Nada que surpreenda, com a facilidade de pesquisas on-line em sites especializados como o IMDb, gerais como Wikipedia e numa infinita blogosfera. Maltin já adiantou que não incluirá o “Movie Guide” nessa onda, pois seu estilo de “resenhas e informações concentradas” foi desenvolvido para o formato livro. “A internet tem um imperativo diferente e regras distintas.”
São mais sutis as as razões para lastimar-se o fim do “Movie Guide”. Como espectador cotidiano e crítico profissional, eu preferiria continuar combinando os dois modelos de pesquisa, somando a hierarquização subjetiva do guia de papel à multiplicidade informativa da internet.
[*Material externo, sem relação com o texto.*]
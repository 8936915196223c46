use std::sync::atomic::{AtomicBool, AtomicUsize, Ordering};
use std::sync::{Arc, Mutex};

use async_trait::async_trait;
use futures::stream::{self, StreamExt};

use atlas_core::{AtlasError, CompletionRequest, FragmentStream, LlmProvider};

/// How a scripted stream ends after its fragments.
#[derive(Debug, Clone)]
enum Ending {
    Complete,
    Error(String),
    /// Never ends; used to exercise cancellation.
    Hang,
}

/// A mock LLM provider that streams canned fragments.
///
/// Records every invocation so tests can assert on call counts and the
/// composed prompt.
pub struct MockProvider {
    name: String,
    configured: bool,
    fragments: Vec<String>,
    fail_before_stream: Option<String>,
    ending: Ending,
    calls: AtomicUsize,
    last_request: Mutex<Option<CompletionRequest>>,
    stream_dropped: Arc<AtomicBool>,
}

impl MockProvider {
    pub fn new(name: impl Into<String>) -> Self {
        Self {
            name: name.into(),
            configured: true,
            fragments: vec!["Mock response".to_string()],
            fail_before_stream: None,
            ending: Ending::Complete,
            calls: AtomicUsize::new(0),
            last_request: Mutex::new(None),
            stream_dropped: Arc::new(AtomicBool::new(false)),
        }
    }

    pub fn with_fragments<I, S>(mut self, fragments: I) -> Self
    where
        I: IntoIterator<Item = S>,
        S: Into<String>,
    {
        self.fragments = fragments.into_iter().map(Into::into).collect();
        self
    }

    /// Behave as if the provider credential were absent.
    pub fn without_credential(mut self) -> Self {
        self.configured = false;
        self
    }

    /// Fail the call before any fragment is produced.
    pub fn failing_before_stream(mut self, message: impl Into<String>) -> Self {
        self.fail_before_stream = Some(message.into());
        self
    }

    /// Yield an error after all fragments have been sent.
    pub fn failing_mid_stream(mut self, message: impl Into<String>) -> Self {
        self.ending = Ending::Error(message.into());
        self
    }

    /// Keep the stream open forever after the last fragment.
    pub fn hanging(mut self) -> Self {
        self.ending = Ending::Hang;
        self
    }

    /// Number of `stream_chat` invocations so far.
    pub fn calls(&self) -> usize {
        self.calls.load(Ordering::SeqCst)
    }

    pub fn last_request(&self) -> Option<CompletionRequest> {
        self.last_request
            .lock()
            .map(|guard| guard.clone())
            .unwrap_or(None)
    }

    /// True once the most recently opened stream has been dropped.
    pub fn stream_dropped(&self) -> bool {
        self.stream_dropped.load(Ordering::SeqCst)
    }
}

/// Flags the owning provider when the scripted stream is dropped.
struct DropFlag(Arc<AtomicBool>);

impl Drop for DropFlag {
    fn drop(&mut self) {
        self.0.store(true, Ordering::SeqCst);
    }
}

struct ScriptState {
    fragments: std::vec::IntoIter<String>,
    ending: Option<Ending>,
    _flag: DropFlag,
}

#[async_trait]
impl LlmProvider for MockProvider {
    fn name(&self) -> &str {
        &self.name
    }

    fn is_configured(&self) -> bool {
        self.configured
    }

    async fn stream_chat(&self, request: &CompletionRequest) -> Result<FragmentStream, AtlasError> {
        self.calls.fetch_add(1, Ordering::SeqCst);
        if let Ok(mut last) = self.last_request.lock() {
            *last = Some(request.clone());
        }

        if let Some(message) = &self.fail_before_stream {
            return Err(AtlasError::provider(&self.name, message.clone()));
        }

        self.stream_dropped.store(false, Ordering::SeqCst);
        let state = ScriptState {
            fragments: self.fragments.clone().into_iter(),
            ending: Some(self.ending.clone()),
            _flag: DropFlag(Arc::clone(&self.stream_dropped)),
        };

        let stream = stream::unfold(state, |mut state| async move {
            if let Some(fragment) = state.fragments.next() {
                return Some((Ok(fragment), state));
            }
            match state.ending.take()? {
                Ending::Complete => None,
                Ending::Error(message) => {
                    Some((Err(AtlasError::StreamInterrupted(message)), state))
                }
                Ending::Hang => {
                    futures::future::pending::<()>().await;
                    None
                }
            }
        });

        Ok(stream.boxed())
    }
}

#[cfg(test)]
mod tests {
    use super::*;
    use atlas_core::PromptMessage;
    use futures::TryStreamExt;
    use std::time::Duration;

    fn request() -> CompletionRequest {
        CompletionRequest {
            model: "mock".into(),
            messages: vec![PromptMessage::user("hi")],
            temperature: 0.6,
            top_p: 0.9,
        }
    }

    #[tokio::test]
    async fn test_scripted_fragments() {
        let provider = MockProvider::new("mock").with_fragments(["Hel", "lo"]);
        let fragments: Vec<String> = provider
            .stream_chat(&request())
            .await
            .unwrap()
            .try_collect()
            .await
            .unwrap();
        assert_eq!(fragments, vec!["Hel", "lo"]);
        assert_eq!(provider.calls(), 1);
        assert_eq!(provider.last_request(), Some(request()));
        assert!(provider.stream_dropped());
    }

    #[tokio::test]
    async fn test_failing_mid_stream() {
        let provider = MockProvider::new("mock")
            .with_fragments(["partial"])
            .failing_mid_stream("connection reset");
        let mut stream = provider.stream_chat(&request()).await.unwrap();
        assert_eq!(stream.next().await.unwrap().unwrap(), "partial");
        assert!(matches!(
            stream.next().await,
            Some(Err(AtlasError::StreamInterrupted(_)))
        ));
        assert!(stream.next().await.is_none());
    }

    #[tokio::test]
    async fn test_failing_before_stream() {
        let provider = MockProvider::new("mock").failing_before_stream("503");
        assert!(matches!(
            provider.stream_chat(&request()).await,
            Err(AtlasError::ProviderFailure { .. })
        ));
        assert_eq!(provider.calls(), 1);
    }

    #[tokio::test]
    async fn test_hanging_stream_reports_drop() {
        let provider = MockProvider::new("mock").with_fragments(["a"]).hanging();
        let mut stream = provider.stream_chat(&request()).await.unwrap();
        assert_eq!(stream.next().await.unwrap().unwrap(), "a");
        let next = tokio::time::timeout(Duration::from_millis(20), stream.next()).await;
        assert!(next.is_err());
        assert!(!provider.stream_dropped());
        drop(stream);
        assert!(provider.stream_dropped());
    }
}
E perde-se on-line uma vantagem colateral: a leitura aleatória, com o correr dos olhos pela mesma página impressa, dos verbetes para outros filmes que não aquele pesquisado.
Uma última razão, reconheço de pronto, é eminentemente pessoal: a bibliofilia. Sou fascinado pela fisicalidade do objeto livro, pelo contato tátil com o papel, pelo ritual da virada de páginas. As videolocadoras podem estar condenadas, mas espero que se cumpra uma profecia do crítico americano Harold Bloom: “A aura que envolve o livro impresso jamais desaparecerá”.